At the age of fourteen he made his feature film debut in Joe Dante's Explorers (1985). Hawke studied acting at the British Theatre Association in England and at Carnegie Mellon University in Pittsburgh. He has twice enrolled in New York University's English program and is one of the founding fathers and artistic director of Malaparte, a former New York City theatre company. Malaparte productions included A Joke!; Wild Dogs; Good Evening; Sons and Fathers; It Changes Every Year; Veins and Thumbtacks; Hesh; and The Great Unwashed.
In 1988, Hawke was cast in a role in director Peter Weir's Dead Poets Society; the film's success was considered Hawke's breakthrough. He left school and appeared in A Midnight Clear, Alive, Reality Bites, Before Sunrise, Gattaca, The Newton Boys, Great Expectations and many other movies. In 2001, he was nominated for an Academy Award for Best Supporting Actor in Training Day.

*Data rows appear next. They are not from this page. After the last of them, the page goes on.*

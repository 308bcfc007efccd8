//! Who is on the other end of the conversation

use serde::{Deserialize, Serialize};

const DEFAULT_PATIENT: &str = "Patient";

/// Minimal view of the signed-in user
#[derive(Debug, Clone, Default, PartialEq, Eq, Serialize, Deserialize)]
#[serde(rename_all = "camelCase")]
pub struct SessionProfile {
    pub signed_in: bool,
    pub name: Option<String>,
}

impl SessionProfile {
    pub fn guest() -> Self {
        Self::default()
    }

    pub fn signed_in(name: impl Into<String>) -> Self {
        Self {
            signed_in: true,
            name: Some(name.into()),
        }
    }

    /// Name printed on exports; "Patient" unless signed in with a non-blank name
    pub fn patient_name(&self) -> &str {
        match &self.name {
            Some(name) if self.signed_in && !name.trim().is_empty() => name.trim(),
            _ => DEFAULT_PATIENT,
        }
    }
}

#[cfg(test)]
mod tests {
    use super::*;

    #[test]
    fn test_patient_name() {
        assert_eq!(SessionProfile::guest().patient_name(), "Patient");
        assert_eq!(SessionProfile::signed_in("Ada ").patient_name(), "Ada");
        assert_eq!(SessionProfile::signed_in("  ").patient_name(), "Patient");

        let signed_out = SessionProfile {
            signed_in: false,
            name: Some("Ada".to_string()),
        };
        assert_eq!(signed_out.patient_name(), "Patient");
    }
}
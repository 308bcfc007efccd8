use healthlynk_records::{referral_history, remedy_history, sample_history, ConsultationRecord};

fn format_records(title: &str, records: &[&ConsultationRecord]) -> String {
    let mut out = format!("{} ({})\n", title, records.len());
    for record in records {
        out.push_str(&format!(
            "  {:<22} {:<22} {}\n",
            record.date, record.symptom, record.severity
        ));
    }
    out
}

pub fn run(remedies: bool, referrals: bool) -> anyhow::Result<()> {
    let records = sample_history();

    let output = if remedies {
        format_records("Home remedies", &remedy_history(&records))
    } else if referrals {
        format_records("Doctor referrals", &referral_history(&records))
    } else {
        let all: Vec<&ConsultationRecord> = records.iter().collect();
        format_records("Consultation history", &all)
    };

    print!("{}", output);
    Ok(())
}

#[cfg(test)]
mod tests {
    use super::*;

    #[test]
    fn test_format_records() {
        let records = sample_history();
        let referrals = referral_history(&records);
        let text = format_records("Doctor referrals", &referrals);
        assert!(text.starts_with("Doctor referrals (1)\n"));
        assert!(text.contains("High Fever with Rash"));
        assert!(text.trim_end().ends_with("severe"));
    }
}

Hawke directed Chelsea Walls and has written two novels, The Hottest State (in 1996) and Ash Wednesday (in 2002), which received a nomination from The Guardian for worst sex scene of the year.[1] In 2005, he received his first screenwriting Oscar nomination for co-writing the 2004 film, Before Sunset (a sequel to Before Sunrise).
On March 26, 2006 Hawke's personal business office in New York City was destroyed by a fast-moving fire. He was in the middle of directing and starring in a movie version of his first novel, The Hottest State. The fire broke out in a newly renovated office on the second floor of the office building and the blaze quickly spread to the fifth floor. It destroyed Hawke's fourth-floor office and his post-production studio. Master tapes and negatives from Hawke's film were being stored off-site and were reportedly not destroyed by the fire.
In the summer of 2006, he shot the Sidney Lumet film Before the Devil Knows You're Dead with Marisa Tomei, Albert Finney, and Philip Seymour Hoffman.
From October 2006 until March 2007, he is in The Coast of Utopia by Tom Stoppard at the Lincoln Center, playing Mikhail Bakunin.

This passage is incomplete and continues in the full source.